Data under study START
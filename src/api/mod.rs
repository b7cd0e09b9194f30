//! HTTP surface

pub mod handlers;

use axum::{
    extract::DefaultBodyLimit,
    http::{HeaderValue, StatusCode},
    response::{IntoResponse, Json, Response},
    routing::{get, post},
    Router,
};
use serde_json::json;
use std::any::Any;
use std::sync::Arc;
use tower_http::catch_panic::CatchPanicLayer;
use tower_http::cors::{Any as AnyOrigin, CorsLayer};

use crate::core::Counter;

/// Largest accepted request body (256 KiB)
pub const BODY_LIMIT: usize = 256 * 1024;

pub fn router(counter: Arc<Counter>) -> Router {
    Router::new()
        .route("/track", post(handlers::track_handler))
        .route("/count", get(handlers::count_handler))
        .route("/stats", get(handlers::stats_handler))
        .route("/", get(handlers::index_handler))
        .route("/ping", get(handlers::ping_handler))
        .layer(DefaultBodyLimit::max(BODY_LIMIT))
        .layer(CatchPanicLayer::custom(panic_response))
        .with_state(counter)
}

/// `*` allows every origin, otherwise a comma separated list
pub fn cors_layer(cors: &str) -> CorsLayer {
    if cors == "*" {
        CorsLayer::new()
            .allow_origin(AnyOrigin)
            .allow_methods(AnyOrigin)
            .allow_headers(AnyOrigin)
    } else {
        let origins: Vec<HeaderValue> = cors
            .split(',')
            .filter_map(|s| s.trim().parse().ok())
            .collect();
        CorsLayer::new()
            .allow_origin(origins)
            .allow_methods(AnyOrigin)
            .allow_headers(AnyOrigin)
    }
}

fn panic_response(err: Box<dyn Any + Send + 'static>) -> Response {
    let detail = err
        .downcast_ref::<String>()
        .map(String::as_str)
        .or_else(|| err.downcast_ref::<&str>().copied())
        .unwrap_or("unknown panic");
    tracing::error!("Handler panicked: {}", detail);

    (
        StatusCode::INTERNAL_SERVER_ERROR,
        Json(json!({ "ok": false })),
    )
        .into_response()
}
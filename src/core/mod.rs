pub mod count;
pub mod summary;

pub use count::Counter;
pub use summary::DailySummary;
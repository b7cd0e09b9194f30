//! Today's figures, shared by every read endpoint and the bot

use serde::Serialize;
use std::fmt;

use crate::state::DailyAggregate;

#[derive(Debug, Clone, PartialEq, Eq, Serialize)]
pub struct DailySummary {
    pub date: String,
    pub unique: u64,
    pub total: u64,
}

impl DailySummary {
    /// Anonymous-only traffic reports `total` as the unique count
    pub fn from_aggregate(date: String, aggregate: &DailyAggregate) -> Self {
        let identified = aggregate.unique_visitors.len() as u64;
        Self {
            date,
            unique: if identified > 0 {
                identified
            } else {
                aggregate.total
            },
            total: aggregate.total,
        }
    }

    pub fn empty(date: String) -> Self {
        Self {
            date,
            unique: 0,
            total: 0,
        }
    }
}

/// Plain-text form used by GET /stats and the bot `/stats` reply
impl fmt::Display for DailySummary {
    fn fmt(&self, f: &mut fmt::Formatter<'_>) -> fmt::Result {
        write!(
            f,
            "📅 Сегодня ({})\n👤 Уникальных посетителей: {}\n↻ Всего открытий: {}",
            self.date, self.unique, self.total
        )
    }
}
Data under study END
**Task requirements:** Each line of the records above that includes the string "Serialize" should be counted. Report the total alone.

**Your response:** 2